I
grew up on the shores of Onondaga Lake
in Upstate New York. I am reminded of it on a regular basis because years ago a
friend gave me a framed photograph of it for my birthday. It hangs in my study
where I am writing this column. It’s a beautiful lake, and unusual in New
York as there is virtually no residential development
around its shores. Three quarters of the lake is surrounded by one of the longest
parks in Upstate New York and attracts over a million visitors a year. Like most “Upstaters,” I spent a good chunk of
the summer playing Frisbee with friends while enjoying the cool breezes that
came off the lake.

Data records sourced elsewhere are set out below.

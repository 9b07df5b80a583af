//! Entities

use chrono::{DateTime, Utc};
use serde::Serialize;

use super::value_object::{ClientId, DataBatch};

/// データフィードの状態
///
/// ハートビートとは独立した状態機械。`Idle` から始まり、
/// `start` で `Scheduled`、`stop` で `Idle` に戻る。
#[derive(Debug, Clone, Copy, PartialEq, Eq, Default, Serialize)]
#[serde(rename_all = "lowercase")]
pub enum DataFeedState {
    #[default]
    Idle,
    Scheduled,
}

/// サーバー側で管理する 1 接続分の状態
#[derive(Debug, Clone, PartialEq, Eq)]
pub struct Connection {
    pub client_id: ClientId,
    pub connected_at: DateTime<Utc>,
    pub feed: DataFeedState,
}

impl Connection {
    /// 新しい接続を作成（データフィードは `Idle`）
    pub fn new(client_id: ClientId, connected_at: DateTime<Utc>) -> Self {
        Self {
            client_id,
            connected_at,
            feed: DataFeedState::Idle,
        }
    }

    /// `Idle` → `Scheduled` に遷移する
    ///
    /// 遷移が発生した場合のみ `true` を返す。`Scheduled` 中の呼び出しは何もしない。
    pub fn start_feed(&mut self) -> bool {
        match self.feed {
            DataFeedState::Idle => {
                self.feed = DataFeedState::Scheduled;
                true
            }
            DataFeedState::Scheduled => false,
        }
    }

    /// `Scheduled` → `Idle` に遷移する
    ///
    /// 遷移が発生した場合のみ `true` を返す。`Idle` 中の呼び出しは何もしない。
    pub fn stop_feed(&mut self) -> bool {
        match self.feed {
            DataFeedState::Scheduled => {
                self.feed = DataFeedState::Idle;
                true
            }
            DataFeedState::Idle => false,
        }
    }
}

/// 接続に向けて送信するイベント
#[derive(Debug, Clone, PartialEq, Eq)]
pub enum FeedEvent {
    /// 認識したコマンドへの応答
    Info(String),
    /// 不正な入力の報告
    Error(String),
    /// ハートビート
    TimeStamp(DateTime<Utc>),
    /// データフィードの 1 バッチ
    Data(DataBatch),
}
//! Dependency wiring for the live-feed server.

use std::sync::Arc;

use livefeed_shared::time::{Clock, SystemClock};

use crate::{
    domain::{ClientIdFactory, FeedConfig},
    infrastructure::{
        message_pusher::WebSocketMessagePusher, repository::InMemoryConnectionRepository,
        scheduler::TokioFeedScheduler,
    },
    ui::Server,
    usecase::{
        ConnectClientUseCase, DisconnectClientUseCase, GetConnectionsUseCase, HandleCommandUseCase,
    },
};

/// Build a server backed by the in-memory repository, the WebSocket pusher
/// and the tokio scheduler.
///
/// Initialization order:
/// 1. Repository
/// 2. MessagePusher
/// 3. FeedScheduler
/// 4. UseCases
/// 5. Server
pub fn build_server(config: FeedConfig) -> Server {
    build_server_with_clock(config, Arc::new(SystemClock))
}

/// Same as [`build_server`] with an explicit clock.
pub fn build_server_with_clock(config: FeedConfig, clock: Arc<dyn Clock>) -> Server {
    // 1. Repository (in-memory)
    let repository = Arc::new(InMemoryConnectionRepository::new());

    // 2. MessagePusher (WebSocket implementation)
    let message_pusher = Arc::new(WebSocketMessagePusher::default());

    // 3. FeedScheduler (tokio timers)
    let scheduler = Arc::new(TokioFeedScheduler::new(
        config,
        message_pusher.clone(),
        clock.clone(),
    ));

    // 4. UseCases
    let connect_client_usecase = Arc::new(ConnectClientUseCase::new(
        ClientIdFactory::new(),
        repository.clone(),
        message_pusher.clone(),
        scheduler.clone(),
        clock,
    ));
    let handle_command_usecase = Arc::new(HandleCommandUseCase::new(
        repository.clone(),
        message_pusher.clone(),
        scheduler.clone(),
    ));
    let disconnect_client_usecase = Arc::new(DisconnectClientUseCase::new(
        repository.clone(),
        message_pusher,
        scheduler,
    ));
    let get_connections_usecase = Arc::new(GetConnectionsUseCase::new(repository));

    // 5. Server
    Server::new(
        connect_client_usecase,
        handle_command_usecase,
        disconnect_client_usecase,
        get_connections_usecase,
    )
}
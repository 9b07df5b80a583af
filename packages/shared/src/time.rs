//! Time-related utilities with clock abstraction for testability.

use chrono::{DateTime, SecondsFormat, TimeZone, Utc};

/// Clock trait for dependency injection and testing
pub trait Clock: Send + Sync {
    /// Get the current instant in UTC
    fn now_utc(&self) -> DateTime<Utc>;
}

/// System clock implementation (uses actual system time)
#[derive(Debug, Clone, Copy, Default)]
pub struct SystemClock;

impl Clock for SystemClock {
    fn now_utc(&self) -> DateTime<Utc> {
        Utc::now()
    }
}

/// Fixed clock implementation for testing (returns a fixed time)
#[derive(Debug, Clone, Copy)]
pub struct FixedClock {
    fixed_time: DateTime<Utc>,
}

impl FixedClock {
    /// Create a new fixed clock from a Unix timestamp in milliseconds.
    ///
    /// Out-of-range values fall back to the Unix epoch.
    pub fn new(fixed_time_millis: i64) -> Self {
        let fixed_time = Utc
            .timestamp_millis_opt(fixed_time_millis)
            .single()
            .unwrap_or_default();
        Self { fixed_time }
    }
}

impl Clock for FixedClock {
    fn now_utc(&self) -> DateTime<Utc> {
        self.fixed_time
    }
}

/// Format an instant as an ISO-8601 UTC string with millisecond precision,
/// e.g. `2023-01-01T00:00:00.000Z`.
pub fn to_iso8601(instant: &DateTime<Utc>) -> String {
    instant.to_rfc3339_opts(SecondsFormat::Millis, true)
}
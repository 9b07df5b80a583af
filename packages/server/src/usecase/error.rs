//! UseCase 層のエラー型

use thiserror::Error;

use crate::domain::{MessagePushError, RepositoryError};

/// 接続処理のエラー
#[derive(Debug, Clone, PartialEq, Eq, Error)]
pub enum ConnectError {
    #[error("failed to register connection: {0}")]
    Repository(#[from] RepositoryError),
}

/// コマンド処理のエラー
#[derive(Debug, Clone, PartialEq, Eq, Error)]
pub enum CommandError {
    #[error("connection state unavailable: {0}")]
    Repository(#[from] RepositoryError),

    #[error("failed to acknowledge command: {0}")]
    Push(#[from] MessagePushError),
}

/// 切断処理のエラー
#[derive(Debug, Clone, PartialEq, Eq, Error)]
pub enum DisconnectError {
    #[error("failed to release connection: {0}")]
    Repository(#[from] RepositoryError),
}
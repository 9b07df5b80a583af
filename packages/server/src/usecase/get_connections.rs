//! UseCase: 接続一覧の取得

use std::sync::Arc;

use crate::domain::{Connection, ConnectionRepository};

/// 接続一覧取得のユースケース
pub struct GetConnectionsUseCase {
    repository: Arc<dyn ConnectionRepository>,
}

impl GetConnectionsUseCase {
    pub fn new(repository: Arc<dyn ConnectionRepository>) -> Self {
        Self { repository }
    }

    /// 接続中の一覧を ClientId 順で返す
    pub async fn execute(&self) -> Vec<Connection> {
        self.repository.get_connections().await
    }
}
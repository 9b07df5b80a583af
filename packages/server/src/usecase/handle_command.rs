//! UseCase: データフィードのコマンド処理
//!
//! - `start`: Idle なら Scheduled に遷移してタイマーを張る。応答 "Started" は常に返す
//! - `stop`: Scheduled なら Idle に遷移してタイマーを取り消す。応答 "Stopped" は常に返す
//! - 不正な入力: "Invalid JSON or command" を返す。接続は閉じない

use std::sync::Arc;

use livefeed_shared::protocol::{FeedCommand, INVALID_COMMAND_ERROR, STARTED_INFO, STOPPED_INFO};

use crate::domain::{
    ClientId, ConnectionRepository, DataFeedState, FeedEvent, FeedScheduler, MessagePusher,
};

use super::error::CommandError;

/// コマンド処理のユースケース
pub struct HandleCommandUseCase {
    repository: Arc<dyn ConnectionRepository>,
    message_pusher: Arc<dyn MessagePusher>,
    scheduler: Arc<dyn FeedScheduler>,
}

impl HandleCommandUseCase {
    pub fn new(
        repository: Arc<dyn ConnectionRepository>,
        message_pusher: Arc<dyn MessagePusher>,
        scheduler: Arc<dyn FeedScheduler>,
    ) -> Self {
        Self {
            repository,
            message_pusher,
            scheduler,
        }
    }

    /// コマンドを実行し、遷移後のデータフィード状態を返す
    pub async fn execute(
        &self,
        client_id: &ClientId,
        command: FeedCommand,
    ) -> Result<DataFeedState, CommandError> {
        let mut connection = self.repository.get_connection(client_id).await?;

        match command {
            FeedCommand::Start => {
                let changed = connection.start_feed();
                self.repository.save_connection(connection.clone()).await?;
                // "Started" を先に積んでから最初のバッチのタイマーを張る
                self.acknowledge(client_id, STARTED_INFO).await?;
                if changed {
                    self.scheduler.start_data_feed(client_id).await;
                }
            }
            FeedCommand::Stop => {
                // 取り消し完了後に "Stopped" を積むので、以降にデータは届かない
                if connection.stop_feed() {
                    self.scheduler.stop_data_feed(client_id).await;
                }
                self.repository.save_connection(connection.clone()).await?;
                self.acknowledge(client_id, STOPPED_INFO).await?;
            }
        }

        tracing::info!(
            "Client {} command '{}' handled, data feed {:?}",
            client_id,
            command,
            connection.feed
        );
        Ok(connection.feed)
    }

    /// 不正なフレームを報告する（状態は変えない）
    pub async fn reject_invalid(&self, client_id: &ClientId) -> Result<(), CommandError> {
        self.message_pusher
            .push_to(client_id, FeedEvent::Error(INVALID_COMMAND_ERROR.to_string()))
            .await?;
        Ok(())
    }

    async fn acknowledge(&self, client_id: &ClientId, info: &str) -> Result<(), CommandError> {
        self.message_pusher
            .push_to(client_id, FeedEvent::Info(info.to_string()))
            .await?;
        Ok(())
    }
}

#[cfg(test)]
mod tests {
    use super::*;
    use crate::{
        domain::{
            Connection, MessagePushError, message_pusher::MockMessagePusher,
            scheduler::MockFeedScheduler,
        },
        infrastructure::{
            message_pusher::WebSocketMessagePusher, repository::InMemoryConnectionRepository,
        },
    };
    use chrono::Utc;
    use livefeed_shared::protocol::ServerMessage;
    use tokio::sync::mpsc;

    struct Fixture {
        usecase: HandleCommandUseCase,
        repository: Arc<InMemoryConnectionRepository>,
        client_id: ClientId,
        rx: mpsc::UnboundedReceiver<String>,
    }

    async fn create_fixture(scheduler: MockFeedScheduler) -> Fixture {
        let repository = Arc::new(InMemoryConnectionRepository::new());
        let pusher = Arc::new(WebSocketMessagePusher::default());
        let client_id = ClientId::new(1).unwrap();
        let (tx, rx) = mpsc::unbounded_channel();
        repository
            .add_connection(Connection::new(client_id, Utc::now()))
            .await
            .unwrap();
        pusher.register_client(client_id, tx).await;
        let usecase = HandleCommandUseCase::new(repository.clone(), pusher, Arc::new(scheduler));
        Fixture {
            usecase,
            repository,
            client_id,
            rx,
        }
    }

    fn next_message(rx: &mut mpsc::UnboundedReceiver<String>) -> ServerMessage {
        serde_json::from_str(&rx.try_recv().unwrap()).unwrap()
    }

    fn info(text: &str) -> ServerMessage {
        ServerMessage::Info {
            client_id: 1,
            info: text.to_string(),
        }
    }

    #[tokio::test]
    async fn test_start_schedules_data_feed_and_acknowledges() {
        // テスト項目: start で Scheduled に遷移し、"Started" が返る
        // given (前提条件):
        let mut scheduler = MockFeedScheduler::new();
        scheduler.expect_start_data_feed().times(1).return_const(true);
        let mut f = create_fixture(scheduler).await;

        // when (操作):
        let state = f.usecase.execute(&f.client_id, FeedCommand::Start).await;

        // then (期待する結果):
        assert_eq!(state, Ok(DataFeedState::Scheduled));
        assert_eq!(next_message(&mut f.rx), info("Started"));
        let stored = f.repository.get_connection(&f.client_id).await.unwrap();
        assert_eq!(stored.feed, DataFeedState::Scheduled);
    }

    #[tokio::test]
    async fn test_start_twice_arms_timer_once_but_acknowledges_twice() {
        // テスト項目: Scheduled 中の start は no-op だが "Started" は返る
        // given (前提条件):
        let mut scheduler = MockFeedScheduler::new();
        scheduler.expect_start_data_feed().times(1).return_const(true);
        let mut f = create_fixture(scheduler).await;
        f.usecase.execute(&f.client_id, FeedCommand::Start).await.unwrap();

        // when (操作):
        let state = f.usecase.execute(&f.client_id, FeedCommand::Start).await;

        // then (期待する結果):
        assert_eq!(state, Ok(DataFeedState::Scheduled));
        assert_eq!(next_message(&mut f.rx), info("Started"));
        assert_eq!(next_message(&mut f.rx), info("Started"));
    }

    #[tokio::test]
    async fn test_stop_before_start_only_acknowledges() {
        // テスト項目: start 前の stop はタイマーに触れず "Stopped" だけ返る
        // given (前提条件):
        let mut scheduler = MockFeedScheduler::new();
        scheduler.expect_stop_data_feed().never();
        let mut f = create_fixture(scheduler).await;

        // when (操作):
        let state = f.usecase.execute(&f.client_id, FeedCommand::Stop).await;

        // then (期待する結果):
        assert_eq!(state, Ok(DataFeedState::Idle));
        assert_eq!(next_message(&mut f.rx), info("Stopped"));
        assert!(f.rx.try_recv().is_err());
    }

    #[tokio::test]
    async fn test_stop_after_start_cancels_data_feed() {
        // テスト項目: start 後の stop でタイマーが取り消され Idle に戻る
        // given (前提条件):
        let mut scheduler = MockFeedScheduler::new();
        scheduler.expect_start_data_feed().times(1).return_const(true);
        scheduler.expect_stop_data_feed().times(1).return_const(true);
        let mut f = create_fixture(scheduler).await;
        f.usecase.execute(&f.client_id, FeedCommand::Start).await.unwrap();

        // when (操作):
        let state = f.usecase.execute(&f.client_id, FeedCommand::Stop).await;

        // then (期待する結果):
        assert_eq!(state, Ok(DataFeedState::Idle));
        assert_eq!(next_message(&mut f.rx), info("Started"));
        assert_eq!(next_message(&mut f.rx), info("Stopped"));
    }

    #[tokio::test]
    async fn test_reject_invalid_reports_error_and_keeps_state() {
        // テスト項目: 不正な入力にはエラーを返し、状態は変わらない
        // given (前提条件):
        let mut f = create_fixture(MockFeedScheduler::new()).await;

        // when (操作):
        let result = f.usecase.reject_invalid(&f.client_id).await;

        // then (期待する結果):
        assert!(result.is_ok());
        assert_eq!(
            next_message(&mut f.rx),
            ServerMessage::Error {
                client_id: 1,
                error: "Invalid JSON or command".to_string(),
            }
        );
        let stored = f.repository.get_connection(&f.client_id).await.unwrap();
        assert_eq!(stored.feed, DataFeedState::Idle);
    }

    #[tokio::test]
    async fn test_command_for_unknown_connection_fails() {
        // テスト項目: 登録されていない接続へのコマンドはエラー
        // given (前提条件):
        let f = create_fixture(MockFeedScheduler::new()).await;
        let unknown = ClientId::new(42).unwrap();

        // when (操作):
        let result = f.usecase.execute(&unknown, FeedCommand::Start).await;

        // then (期待する結果):
        assert_eq!(
            result,
            Err(CommandError::Repository(
                crate::domain::RepositoryError::ConnectionNotFound(42)
            ))
        );
    }

    #[tokio::test]
    async fn test_push_failure_is_reported() {
        // テスト項目: 応答の送信に失敗した場合は Push エラーになる
        // given (前提条件):
        let repository = Arc::new(InMemoryConnectionRepository::new());
        let client_id = ClientId::new(1).unwrap();
        repository
            .add_connection(Connection::new(client_id, Utc::now()))
            .await
            .unwrap();
        let mut pusher = MockMessagePusher::new();
        pusher
            .expect_push_to()
            .returning(|id, _| Err(MessagePushError::ClientNotFound(id.value())));
        let usecase = HandleCommandUseCase::new(
            repository,
            Arc::new(pusher),
            Arc::new(MockFeedScheduler::new()),
        );

        // when (操作):
        let result = usecase.execute(&client_id, FeedCommand::Stop).await;

        // then (期待する結果):
        assert_eq!(
            result,
            Err(CommandError::Push(MessagePushError::ClientNotFound(1)))
        );
    }
}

I never swam in Onondaga
Lake , however. If I wanted to swim,
I would have to drive 16 miles to the south and east of Onondaga
Lake where Green
Lake hosted a wide, sandy beach on
its northern shore.
Today
(April 22nd) is the 43rd anniversary of Earth Day. From a
modest protest march of Columbia University
students down Fifth Avenue ,
the celebration of Earth Day has spread to schools and colleges throughout the United
States and to 192 countries. The Clean
Water Act became law just three years after the first Earth Day Celebration
and, forty years later, continues to set the standard for what substances can
be introduced into the Nation’s rivers and lakes. It took another 16 years,
however, before Solvay Process would stop dumping chemicals into Onondaga
Lake . Even today the lake continues to receive
treated waste water from the local Metropolitan Sewage Treatment Facility.
It
never occurred to me when I was young that the willful pollution of Onondaga
Lake was a monumental eco-crime. I
just took it for granted that the lake was unswimmable as I drove the 16 miles
to Green Lake .
So, I wonder what our students take for granted now that Earth Day has become
an annual fact of life. Certainly the seniors in our Environmental Science
class get a hefty dose of reality as they manage a school-wide recycling
program two to three times a week. I
wonder if they take note of the large quantities of paper that fill the blue
bins in offices and classrooms. I wonder if they take for granted that not all
the paper is recyclable and that a good chunk of it will help to fill up a land
fill in Puente Hills. And, as I took for granted that Onondaga
Lake was unswimmable, will they
assume that recycling is as good as it gets and - even more to the point - will
they ask themselves who does the recycling when school lets out for the summer?
Thanks
to the generosity of one of our most loyal donors, the School has created the Robinson Fellowship in Environmental
Science. Three juniors will be given the opportunity to spend a week this
summer in Yellowstone Park ,
working side by side with National Park Service ecologists and field
researchers. They will work on conservation and wildlife restoration projects,
collect data related to current field research including population studies,
invasive and endangered species accounting as well as challenges to the food
chain. As part of the Fellowship, they
will be expected to prepare a presentation on the experience to their fellow
students in the Environmental Science class.
Perhaps
these students - and those who will follow them to Yellowstone
Park - will acquire a better
appreciation for the fragility of Nature than those of us who took for granted
that we lived on the shores of the most polluted lake in the United
States .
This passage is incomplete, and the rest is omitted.